Stored items
-*-
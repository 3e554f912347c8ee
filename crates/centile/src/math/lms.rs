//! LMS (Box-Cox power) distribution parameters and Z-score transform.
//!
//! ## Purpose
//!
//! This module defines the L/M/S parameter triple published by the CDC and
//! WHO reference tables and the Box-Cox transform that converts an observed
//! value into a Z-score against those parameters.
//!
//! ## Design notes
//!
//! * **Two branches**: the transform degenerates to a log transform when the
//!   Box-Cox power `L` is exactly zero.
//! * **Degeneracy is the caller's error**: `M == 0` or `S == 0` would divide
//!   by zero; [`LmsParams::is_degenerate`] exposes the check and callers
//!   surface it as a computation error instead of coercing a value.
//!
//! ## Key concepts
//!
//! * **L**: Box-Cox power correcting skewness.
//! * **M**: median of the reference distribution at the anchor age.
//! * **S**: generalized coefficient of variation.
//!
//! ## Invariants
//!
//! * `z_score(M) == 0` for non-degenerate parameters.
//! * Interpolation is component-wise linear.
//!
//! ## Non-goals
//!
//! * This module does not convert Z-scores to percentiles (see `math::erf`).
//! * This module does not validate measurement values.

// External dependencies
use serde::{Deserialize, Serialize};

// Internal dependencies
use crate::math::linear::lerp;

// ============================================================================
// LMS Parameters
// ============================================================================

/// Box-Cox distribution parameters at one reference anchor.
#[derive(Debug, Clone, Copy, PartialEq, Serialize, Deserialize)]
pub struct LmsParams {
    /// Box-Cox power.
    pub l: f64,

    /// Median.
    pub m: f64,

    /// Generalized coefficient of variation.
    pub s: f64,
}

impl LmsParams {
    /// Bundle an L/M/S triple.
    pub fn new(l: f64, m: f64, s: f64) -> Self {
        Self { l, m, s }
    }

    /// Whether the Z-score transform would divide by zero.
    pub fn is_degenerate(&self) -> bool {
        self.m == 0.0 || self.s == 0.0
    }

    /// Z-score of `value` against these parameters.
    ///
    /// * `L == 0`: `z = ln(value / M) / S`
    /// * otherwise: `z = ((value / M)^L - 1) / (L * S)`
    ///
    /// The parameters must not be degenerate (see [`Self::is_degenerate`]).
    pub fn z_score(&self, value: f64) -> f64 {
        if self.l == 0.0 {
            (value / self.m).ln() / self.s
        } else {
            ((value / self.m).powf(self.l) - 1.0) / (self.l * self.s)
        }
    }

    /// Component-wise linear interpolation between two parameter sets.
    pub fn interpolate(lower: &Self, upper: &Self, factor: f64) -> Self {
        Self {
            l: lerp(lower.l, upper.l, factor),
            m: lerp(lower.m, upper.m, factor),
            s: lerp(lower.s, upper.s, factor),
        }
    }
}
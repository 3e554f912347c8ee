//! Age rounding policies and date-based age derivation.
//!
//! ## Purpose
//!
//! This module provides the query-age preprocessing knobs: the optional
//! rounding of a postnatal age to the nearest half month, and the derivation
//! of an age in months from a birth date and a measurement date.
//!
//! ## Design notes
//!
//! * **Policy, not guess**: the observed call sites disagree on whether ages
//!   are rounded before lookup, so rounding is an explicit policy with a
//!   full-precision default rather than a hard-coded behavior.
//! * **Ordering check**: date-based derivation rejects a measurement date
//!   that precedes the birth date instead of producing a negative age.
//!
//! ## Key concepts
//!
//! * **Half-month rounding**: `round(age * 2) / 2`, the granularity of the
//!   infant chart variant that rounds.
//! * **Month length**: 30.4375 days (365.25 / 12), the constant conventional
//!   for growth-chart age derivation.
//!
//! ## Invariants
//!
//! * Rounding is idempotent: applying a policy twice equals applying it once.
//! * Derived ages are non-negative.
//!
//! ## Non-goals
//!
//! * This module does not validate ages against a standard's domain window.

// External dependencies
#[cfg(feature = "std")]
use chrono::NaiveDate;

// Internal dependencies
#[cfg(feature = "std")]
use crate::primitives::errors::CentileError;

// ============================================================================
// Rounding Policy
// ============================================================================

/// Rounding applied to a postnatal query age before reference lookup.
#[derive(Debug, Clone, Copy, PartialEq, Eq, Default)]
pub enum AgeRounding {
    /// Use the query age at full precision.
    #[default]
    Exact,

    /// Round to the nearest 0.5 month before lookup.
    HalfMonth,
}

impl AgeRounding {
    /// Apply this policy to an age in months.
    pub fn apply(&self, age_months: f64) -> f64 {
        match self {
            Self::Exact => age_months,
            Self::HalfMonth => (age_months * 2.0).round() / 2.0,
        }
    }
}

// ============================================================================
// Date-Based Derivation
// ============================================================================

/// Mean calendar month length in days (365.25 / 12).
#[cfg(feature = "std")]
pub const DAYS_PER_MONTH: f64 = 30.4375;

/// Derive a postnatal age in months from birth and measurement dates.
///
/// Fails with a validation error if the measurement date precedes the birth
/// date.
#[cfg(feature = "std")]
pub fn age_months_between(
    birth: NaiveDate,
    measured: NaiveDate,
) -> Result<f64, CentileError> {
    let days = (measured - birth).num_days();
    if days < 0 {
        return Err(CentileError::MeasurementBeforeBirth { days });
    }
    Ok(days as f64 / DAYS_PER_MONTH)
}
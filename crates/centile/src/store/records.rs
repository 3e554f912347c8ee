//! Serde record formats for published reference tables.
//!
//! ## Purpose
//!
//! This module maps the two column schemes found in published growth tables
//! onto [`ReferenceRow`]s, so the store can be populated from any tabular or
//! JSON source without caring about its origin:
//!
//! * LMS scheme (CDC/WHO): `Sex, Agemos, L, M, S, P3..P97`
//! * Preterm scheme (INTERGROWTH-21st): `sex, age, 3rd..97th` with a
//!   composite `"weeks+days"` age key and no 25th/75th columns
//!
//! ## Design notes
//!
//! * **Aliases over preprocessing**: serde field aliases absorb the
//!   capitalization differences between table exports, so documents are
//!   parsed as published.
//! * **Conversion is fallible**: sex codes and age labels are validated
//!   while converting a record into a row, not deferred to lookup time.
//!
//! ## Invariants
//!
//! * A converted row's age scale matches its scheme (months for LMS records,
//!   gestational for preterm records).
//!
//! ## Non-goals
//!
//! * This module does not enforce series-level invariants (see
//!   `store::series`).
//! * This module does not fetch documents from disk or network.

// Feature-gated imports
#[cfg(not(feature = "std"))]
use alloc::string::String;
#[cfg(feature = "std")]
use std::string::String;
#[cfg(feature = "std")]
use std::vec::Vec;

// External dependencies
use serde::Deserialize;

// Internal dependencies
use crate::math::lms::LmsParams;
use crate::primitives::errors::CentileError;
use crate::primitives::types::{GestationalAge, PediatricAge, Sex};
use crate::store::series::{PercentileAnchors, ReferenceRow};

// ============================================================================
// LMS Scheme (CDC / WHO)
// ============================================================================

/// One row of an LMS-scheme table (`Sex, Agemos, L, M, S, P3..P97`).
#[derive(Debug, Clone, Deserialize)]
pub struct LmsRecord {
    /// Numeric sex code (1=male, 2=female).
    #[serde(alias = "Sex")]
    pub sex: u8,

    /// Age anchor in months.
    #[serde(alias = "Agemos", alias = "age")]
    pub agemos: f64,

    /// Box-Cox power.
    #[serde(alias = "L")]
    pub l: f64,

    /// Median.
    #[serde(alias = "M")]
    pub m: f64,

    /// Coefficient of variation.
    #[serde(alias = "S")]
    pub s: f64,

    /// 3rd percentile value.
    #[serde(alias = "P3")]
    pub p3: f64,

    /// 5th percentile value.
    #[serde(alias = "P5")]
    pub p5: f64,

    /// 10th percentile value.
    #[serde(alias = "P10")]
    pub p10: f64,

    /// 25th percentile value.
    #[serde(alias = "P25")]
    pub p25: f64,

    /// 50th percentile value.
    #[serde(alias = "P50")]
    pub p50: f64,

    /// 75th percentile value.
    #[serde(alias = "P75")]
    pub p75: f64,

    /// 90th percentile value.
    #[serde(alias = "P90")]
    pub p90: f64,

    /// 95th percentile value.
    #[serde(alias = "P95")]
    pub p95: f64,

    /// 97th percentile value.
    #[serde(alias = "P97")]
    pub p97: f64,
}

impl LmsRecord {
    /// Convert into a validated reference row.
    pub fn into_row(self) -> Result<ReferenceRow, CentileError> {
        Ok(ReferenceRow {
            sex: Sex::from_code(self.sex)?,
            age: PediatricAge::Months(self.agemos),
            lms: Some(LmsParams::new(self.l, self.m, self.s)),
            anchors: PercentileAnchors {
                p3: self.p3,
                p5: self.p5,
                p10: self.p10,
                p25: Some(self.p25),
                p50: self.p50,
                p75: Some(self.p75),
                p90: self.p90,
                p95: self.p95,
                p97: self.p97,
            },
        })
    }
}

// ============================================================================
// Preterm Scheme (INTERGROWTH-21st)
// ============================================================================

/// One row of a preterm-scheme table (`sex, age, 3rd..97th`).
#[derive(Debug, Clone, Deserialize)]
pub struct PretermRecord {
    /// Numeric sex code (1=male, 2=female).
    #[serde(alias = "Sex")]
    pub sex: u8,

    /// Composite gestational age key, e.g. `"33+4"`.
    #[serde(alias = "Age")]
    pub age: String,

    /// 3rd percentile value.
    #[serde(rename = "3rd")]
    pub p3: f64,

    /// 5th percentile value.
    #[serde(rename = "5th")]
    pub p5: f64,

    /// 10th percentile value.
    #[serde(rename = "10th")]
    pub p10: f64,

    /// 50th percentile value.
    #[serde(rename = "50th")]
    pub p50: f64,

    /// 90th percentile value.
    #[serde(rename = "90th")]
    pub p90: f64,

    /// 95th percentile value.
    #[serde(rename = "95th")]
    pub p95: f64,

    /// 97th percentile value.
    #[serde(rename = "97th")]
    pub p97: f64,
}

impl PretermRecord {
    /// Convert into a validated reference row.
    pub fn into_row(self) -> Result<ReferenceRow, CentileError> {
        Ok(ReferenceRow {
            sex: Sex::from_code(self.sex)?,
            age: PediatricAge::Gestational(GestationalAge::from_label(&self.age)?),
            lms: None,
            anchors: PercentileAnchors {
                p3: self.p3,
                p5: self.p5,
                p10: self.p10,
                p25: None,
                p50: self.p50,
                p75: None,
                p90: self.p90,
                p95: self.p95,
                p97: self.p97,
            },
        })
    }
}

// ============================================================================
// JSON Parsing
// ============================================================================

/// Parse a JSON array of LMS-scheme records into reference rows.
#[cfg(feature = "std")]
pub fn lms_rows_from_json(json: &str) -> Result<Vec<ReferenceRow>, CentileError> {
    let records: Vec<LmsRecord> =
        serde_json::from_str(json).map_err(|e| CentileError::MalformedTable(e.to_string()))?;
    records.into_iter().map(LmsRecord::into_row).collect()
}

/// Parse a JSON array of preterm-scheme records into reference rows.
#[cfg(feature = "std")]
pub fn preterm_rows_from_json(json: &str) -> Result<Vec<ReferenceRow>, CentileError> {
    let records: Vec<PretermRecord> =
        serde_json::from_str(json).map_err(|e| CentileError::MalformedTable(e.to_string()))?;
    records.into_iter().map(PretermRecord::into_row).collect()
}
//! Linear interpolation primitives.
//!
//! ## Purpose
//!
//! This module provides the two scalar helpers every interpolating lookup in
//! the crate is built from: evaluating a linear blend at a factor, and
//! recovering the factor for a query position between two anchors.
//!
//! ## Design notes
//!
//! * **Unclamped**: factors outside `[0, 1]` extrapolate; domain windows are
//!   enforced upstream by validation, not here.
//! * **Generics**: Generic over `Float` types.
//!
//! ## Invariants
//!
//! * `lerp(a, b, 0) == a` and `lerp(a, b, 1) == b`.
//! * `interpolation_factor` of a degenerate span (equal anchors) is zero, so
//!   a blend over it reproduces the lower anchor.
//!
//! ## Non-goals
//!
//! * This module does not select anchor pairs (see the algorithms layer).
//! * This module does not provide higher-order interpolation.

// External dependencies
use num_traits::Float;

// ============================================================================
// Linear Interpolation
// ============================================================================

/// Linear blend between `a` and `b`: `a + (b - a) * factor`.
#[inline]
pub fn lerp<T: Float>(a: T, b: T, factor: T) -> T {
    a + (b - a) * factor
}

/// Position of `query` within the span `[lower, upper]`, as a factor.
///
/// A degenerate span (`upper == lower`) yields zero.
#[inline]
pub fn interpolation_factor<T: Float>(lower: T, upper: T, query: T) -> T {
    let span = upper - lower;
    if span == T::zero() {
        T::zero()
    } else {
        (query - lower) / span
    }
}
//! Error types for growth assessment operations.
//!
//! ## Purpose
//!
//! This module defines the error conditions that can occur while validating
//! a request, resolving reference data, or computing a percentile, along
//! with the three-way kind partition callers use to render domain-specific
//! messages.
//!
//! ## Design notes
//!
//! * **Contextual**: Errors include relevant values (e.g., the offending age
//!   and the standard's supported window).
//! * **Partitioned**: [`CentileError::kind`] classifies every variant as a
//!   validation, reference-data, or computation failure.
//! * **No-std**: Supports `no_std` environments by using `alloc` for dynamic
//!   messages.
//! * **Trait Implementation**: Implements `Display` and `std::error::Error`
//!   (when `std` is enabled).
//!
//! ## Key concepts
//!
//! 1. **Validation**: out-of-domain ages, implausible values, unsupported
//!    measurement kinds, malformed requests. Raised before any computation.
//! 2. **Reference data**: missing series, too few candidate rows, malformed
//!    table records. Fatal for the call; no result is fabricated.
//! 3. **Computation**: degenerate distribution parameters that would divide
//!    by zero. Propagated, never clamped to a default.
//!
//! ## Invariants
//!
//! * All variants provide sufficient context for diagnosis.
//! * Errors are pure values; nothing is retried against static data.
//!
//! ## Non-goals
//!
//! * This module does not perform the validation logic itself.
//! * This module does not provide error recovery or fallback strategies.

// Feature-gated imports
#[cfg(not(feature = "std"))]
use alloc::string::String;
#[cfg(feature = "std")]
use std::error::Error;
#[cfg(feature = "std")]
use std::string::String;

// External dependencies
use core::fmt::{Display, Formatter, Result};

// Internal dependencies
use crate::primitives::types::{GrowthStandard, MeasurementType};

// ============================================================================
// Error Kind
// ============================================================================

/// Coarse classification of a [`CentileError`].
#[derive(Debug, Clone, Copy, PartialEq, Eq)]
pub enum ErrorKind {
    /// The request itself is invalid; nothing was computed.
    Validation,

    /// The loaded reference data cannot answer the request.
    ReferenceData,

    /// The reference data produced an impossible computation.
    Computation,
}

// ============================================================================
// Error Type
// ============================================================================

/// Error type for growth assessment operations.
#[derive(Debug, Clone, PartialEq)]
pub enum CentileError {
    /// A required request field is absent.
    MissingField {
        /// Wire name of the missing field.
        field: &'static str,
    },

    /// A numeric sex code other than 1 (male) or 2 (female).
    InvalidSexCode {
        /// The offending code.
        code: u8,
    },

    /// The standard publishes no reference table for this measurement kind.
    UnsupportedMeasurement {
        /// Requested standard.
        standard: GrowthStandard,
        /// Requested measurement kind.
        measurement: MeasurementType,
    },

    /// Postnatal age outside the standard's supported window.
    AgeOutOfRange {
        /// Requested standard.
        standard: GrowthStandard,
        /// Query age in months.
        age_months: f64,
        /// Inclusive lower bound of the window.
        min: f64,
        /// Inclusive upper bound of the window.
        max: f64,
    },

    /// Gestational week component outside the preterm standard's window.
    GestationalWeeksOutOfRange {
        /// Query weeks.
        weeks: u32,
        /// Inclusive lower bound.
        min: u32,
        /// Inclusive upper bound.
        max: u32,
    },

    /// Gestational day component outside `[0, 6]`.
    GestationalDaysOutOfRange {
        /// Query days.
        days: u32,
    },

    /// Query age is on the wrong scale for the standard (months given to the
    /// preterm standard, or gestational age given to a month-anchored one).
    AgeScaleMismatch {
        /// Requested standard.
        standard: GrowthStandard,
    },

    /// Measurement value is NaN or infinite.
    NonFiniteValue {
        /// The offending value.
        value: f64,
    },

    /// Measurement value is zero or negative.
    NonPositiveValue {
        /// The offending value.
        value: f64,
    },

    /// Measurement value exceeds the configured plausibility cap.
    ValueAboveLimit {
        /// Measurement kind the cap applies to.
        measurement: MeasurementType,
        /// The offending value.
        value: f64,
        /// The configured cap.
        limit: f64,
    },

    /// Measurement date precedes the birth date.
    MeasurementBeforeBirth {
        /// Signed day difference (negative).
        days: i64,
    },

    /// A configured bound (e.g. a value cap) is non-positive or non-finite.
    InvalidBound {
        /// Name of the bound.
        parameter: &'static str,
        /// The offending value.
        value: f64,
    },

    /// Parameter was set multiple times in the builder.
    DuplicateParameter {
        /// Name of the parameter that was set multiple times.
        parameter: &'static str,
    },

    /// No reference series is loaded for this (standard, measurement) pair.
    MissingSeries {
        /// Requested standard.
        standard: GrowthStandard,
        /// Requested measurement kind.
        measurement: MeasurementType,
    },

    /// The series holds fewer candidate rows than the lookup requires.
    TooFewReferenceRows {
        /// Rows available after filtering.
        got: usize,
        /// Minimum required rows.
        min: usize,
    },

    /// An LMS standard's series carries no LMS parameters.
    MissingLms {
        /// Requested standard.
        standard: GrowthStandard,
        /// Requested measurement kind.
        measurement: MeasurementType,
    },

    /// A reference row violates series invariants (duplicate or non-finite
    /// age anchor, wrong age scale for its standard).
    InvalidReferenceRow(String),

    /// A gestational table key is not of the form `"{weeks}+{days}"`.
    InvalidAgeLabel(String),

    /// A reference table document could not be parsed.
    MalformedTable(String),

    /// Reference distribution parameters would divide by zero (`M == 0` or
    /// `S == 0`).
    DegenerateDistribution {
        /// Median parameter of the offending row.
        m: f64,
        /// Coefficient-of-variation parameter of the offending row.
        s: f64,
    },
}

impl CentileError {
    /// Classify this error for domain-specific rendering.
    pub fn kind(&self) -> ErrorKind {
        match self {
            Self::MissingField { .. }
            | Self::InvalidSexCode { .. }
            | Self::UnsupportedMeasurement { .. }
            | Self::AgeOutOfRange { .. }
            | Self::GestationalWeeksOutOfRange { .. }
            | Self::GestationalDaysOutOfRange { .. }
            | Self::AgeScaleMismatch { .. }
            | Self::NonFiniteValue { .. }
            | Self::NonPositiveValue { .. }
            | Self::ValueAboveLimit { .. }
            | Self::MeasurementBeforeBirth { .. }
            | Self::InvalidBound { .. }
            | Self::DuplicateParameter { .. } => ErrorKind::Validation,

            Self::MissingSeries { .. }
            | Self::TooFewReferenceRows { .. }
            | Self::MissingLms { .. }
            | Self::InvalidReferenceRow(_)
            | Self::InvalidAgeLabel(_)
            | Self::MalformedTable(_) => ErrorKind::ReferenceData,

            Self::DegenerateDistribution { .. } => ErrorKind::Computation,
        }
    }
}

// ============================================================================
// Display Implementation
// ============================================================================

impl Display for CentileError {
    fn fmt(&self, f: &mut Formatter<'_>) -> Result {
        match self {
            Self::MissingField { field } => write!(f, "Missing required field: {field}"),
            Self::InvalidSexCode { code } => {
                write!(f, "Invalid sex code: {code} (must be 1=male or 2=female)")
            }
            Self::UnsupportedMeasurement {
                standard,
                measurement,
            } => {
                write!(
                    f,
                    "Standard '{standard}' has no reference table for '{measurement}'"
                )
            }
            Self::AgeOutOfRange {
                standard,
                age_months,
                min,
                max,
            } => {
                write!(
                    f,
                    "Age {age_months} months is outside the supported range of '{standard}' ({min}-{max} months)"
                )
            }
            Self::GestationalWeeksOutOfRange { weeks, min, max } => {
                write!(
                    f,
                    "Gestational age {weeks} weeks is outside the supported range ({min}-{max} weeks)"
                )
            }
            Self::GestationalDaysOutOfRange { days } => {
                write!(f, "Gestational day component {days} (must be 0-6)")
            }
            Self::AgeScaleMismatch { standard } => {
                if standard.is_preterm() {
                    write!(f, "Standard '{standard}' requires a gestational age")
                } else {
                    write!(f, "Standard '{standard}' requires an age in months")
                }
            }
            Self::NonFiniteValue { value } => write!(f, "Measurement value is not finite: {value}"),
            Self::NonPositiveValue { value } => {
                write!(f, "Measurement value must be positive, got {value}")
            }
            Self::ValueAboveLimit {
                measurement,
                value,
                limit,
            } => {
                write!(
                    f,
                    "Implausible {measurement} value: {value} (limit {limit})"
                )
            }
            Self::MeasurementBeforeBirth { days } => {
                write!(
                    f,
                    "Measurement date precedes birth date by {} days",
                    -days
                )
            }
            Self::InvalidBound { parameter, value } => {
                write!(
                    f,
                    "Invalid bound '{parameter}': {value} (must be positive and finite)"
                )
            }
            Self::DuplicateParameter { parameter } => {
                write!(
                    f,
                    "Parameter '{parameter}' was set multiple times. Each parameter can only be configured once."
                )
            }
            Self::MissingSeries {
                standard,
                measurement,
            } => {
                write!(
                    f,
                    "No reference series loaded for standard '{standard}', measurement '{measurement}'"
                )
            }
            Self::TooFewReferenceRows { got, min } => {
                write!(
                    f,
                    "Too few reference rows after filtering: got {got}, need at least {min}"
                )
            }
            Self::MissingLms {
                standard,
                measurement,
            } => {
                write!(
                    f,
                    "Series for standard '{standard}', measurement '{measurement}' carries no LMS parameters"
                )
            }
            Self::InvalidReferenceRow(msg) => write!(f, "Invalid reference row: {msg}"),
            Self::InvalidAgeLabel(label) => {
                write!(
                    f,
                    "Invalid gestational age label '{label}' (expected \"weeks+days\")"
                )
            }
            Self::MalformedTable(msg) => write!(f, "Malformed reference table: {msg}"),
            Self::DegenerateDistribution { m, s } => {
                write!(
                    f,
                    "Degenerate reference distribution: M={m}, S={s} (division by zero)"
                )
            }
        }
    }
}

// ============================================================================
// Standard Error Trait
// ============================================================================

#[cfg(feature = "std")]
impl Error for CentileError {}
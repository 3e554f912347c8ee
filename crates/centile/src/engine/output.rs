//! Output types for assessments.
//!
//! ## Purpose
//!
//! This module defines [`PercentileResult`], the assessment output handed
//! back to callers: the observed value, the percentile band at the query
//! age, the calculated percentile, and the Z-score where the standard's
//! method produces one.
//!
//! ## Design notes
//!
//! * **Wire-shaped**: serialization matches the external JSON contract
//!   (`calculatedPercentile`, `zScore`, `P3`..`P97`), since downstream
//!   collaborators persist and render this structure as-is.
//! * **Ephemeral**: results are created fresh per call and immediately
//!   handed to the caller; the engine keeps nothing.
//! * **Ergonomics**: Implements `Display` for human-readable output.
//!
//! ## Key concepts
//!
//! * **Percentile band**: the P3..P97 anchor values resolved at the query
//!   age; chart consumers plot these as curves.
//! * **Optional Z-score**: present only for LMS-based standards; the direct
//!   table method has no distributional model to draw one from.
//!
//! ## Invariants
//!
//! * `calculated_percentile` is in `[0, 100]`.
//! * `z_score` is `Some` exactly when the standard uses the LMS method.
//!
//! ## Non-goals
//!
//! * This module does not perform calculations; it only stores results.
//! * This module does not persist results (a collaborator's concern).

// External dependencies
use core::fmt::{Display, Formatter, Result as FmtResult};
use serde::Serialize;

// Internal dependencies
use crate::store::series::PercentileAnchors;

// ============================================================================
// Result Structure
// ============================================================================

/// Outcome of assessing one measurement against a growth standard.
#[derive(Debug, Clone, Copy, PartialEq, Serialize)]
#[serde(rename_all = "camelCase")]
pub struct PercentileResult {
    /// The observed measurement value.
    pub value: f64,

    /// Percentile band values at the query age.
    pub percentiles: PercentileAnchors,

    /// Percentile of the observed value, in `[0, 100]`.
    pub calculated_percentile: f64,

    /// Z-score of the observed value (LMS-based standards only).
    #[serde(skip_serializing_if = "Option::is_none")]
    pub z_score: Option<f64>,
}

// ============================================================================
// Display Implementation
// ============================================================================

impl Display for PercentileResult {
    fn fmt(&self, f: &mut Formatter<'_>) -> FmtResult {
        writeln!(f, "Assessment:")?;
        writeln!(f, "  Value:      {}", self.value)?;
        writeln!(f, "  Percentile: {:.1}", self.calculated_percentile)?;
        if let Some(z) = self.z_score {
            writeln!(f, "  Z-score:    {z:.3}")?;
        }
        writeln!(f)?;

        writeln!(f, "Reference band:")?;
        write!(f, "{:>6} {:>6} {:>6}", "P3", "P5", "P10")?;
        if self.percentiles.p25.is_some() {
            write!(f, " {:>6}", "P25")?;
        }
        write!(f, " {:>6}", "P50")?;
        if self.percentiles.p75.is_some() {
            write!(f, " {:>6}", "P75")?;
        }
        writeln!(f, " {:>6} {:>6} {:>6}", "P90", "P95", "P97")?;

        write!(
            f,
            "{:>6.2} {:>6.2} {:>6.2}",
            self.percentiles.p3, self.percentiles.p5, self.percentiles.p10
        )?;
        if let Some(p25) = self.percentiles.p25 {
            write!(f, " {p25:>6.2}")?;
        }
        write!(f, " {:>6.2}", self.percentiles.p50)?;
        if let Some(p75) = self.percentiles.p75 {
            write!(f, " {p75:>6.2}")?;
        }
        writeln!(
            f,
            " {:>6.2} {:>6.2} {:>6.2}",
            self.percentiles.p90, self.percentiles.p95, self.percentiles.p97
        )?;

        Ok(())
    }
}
-*-
• _EXERCISE AIM_
As listed above, the lines from the line with "lower bound of the window." to the line with "The configured cap." are to be echoed exactly, with both ends included and nothing added.

• _RESPONSE BOX_
        /// Inclusive lower bound of the window.
        min: f64,
        /// Inclusive upper bound of the window.
        max: f64,
    },

    /// Gestational week component outside the preterm standard's window.
    GestationalWeeksOutOfRange {
        /// Query weeks.
        weeks: u32,
        /// Inclusive lower bound.
        min: u32,
        /// Inclusive upper bound.
        max: u32,
    },

    /// Gestational day component outside `[0, 6]`.
    GestationalDaysOutOfRange {
        /// Query days.
        days: u32,
    },

    /// Query age is on the wrong scale for the standard (months given to the
    /// preterm standard, or gestational age given to a month-anchored one).
    AgeScaleMismatch {
        /// Requested standard.
        standard: GrowthStandard,
    },

    /// Measurement value is NaN or infinite.
    NonFiniteValue {
        /// The offending value.
        value: f64,
    },

    /// Measurement value is zero or negative.
    NonPositiveValue {
        /// The offending value.
        value: f64,
    },

    /// Measurement value exceeds the configured plausibility cap.
    ValueAboveLimit {
        /// Measurement kind the cap applies to.
        measurement: MeasurementType,
        /// The offending value.
        value: f64,
        /// The configured cap.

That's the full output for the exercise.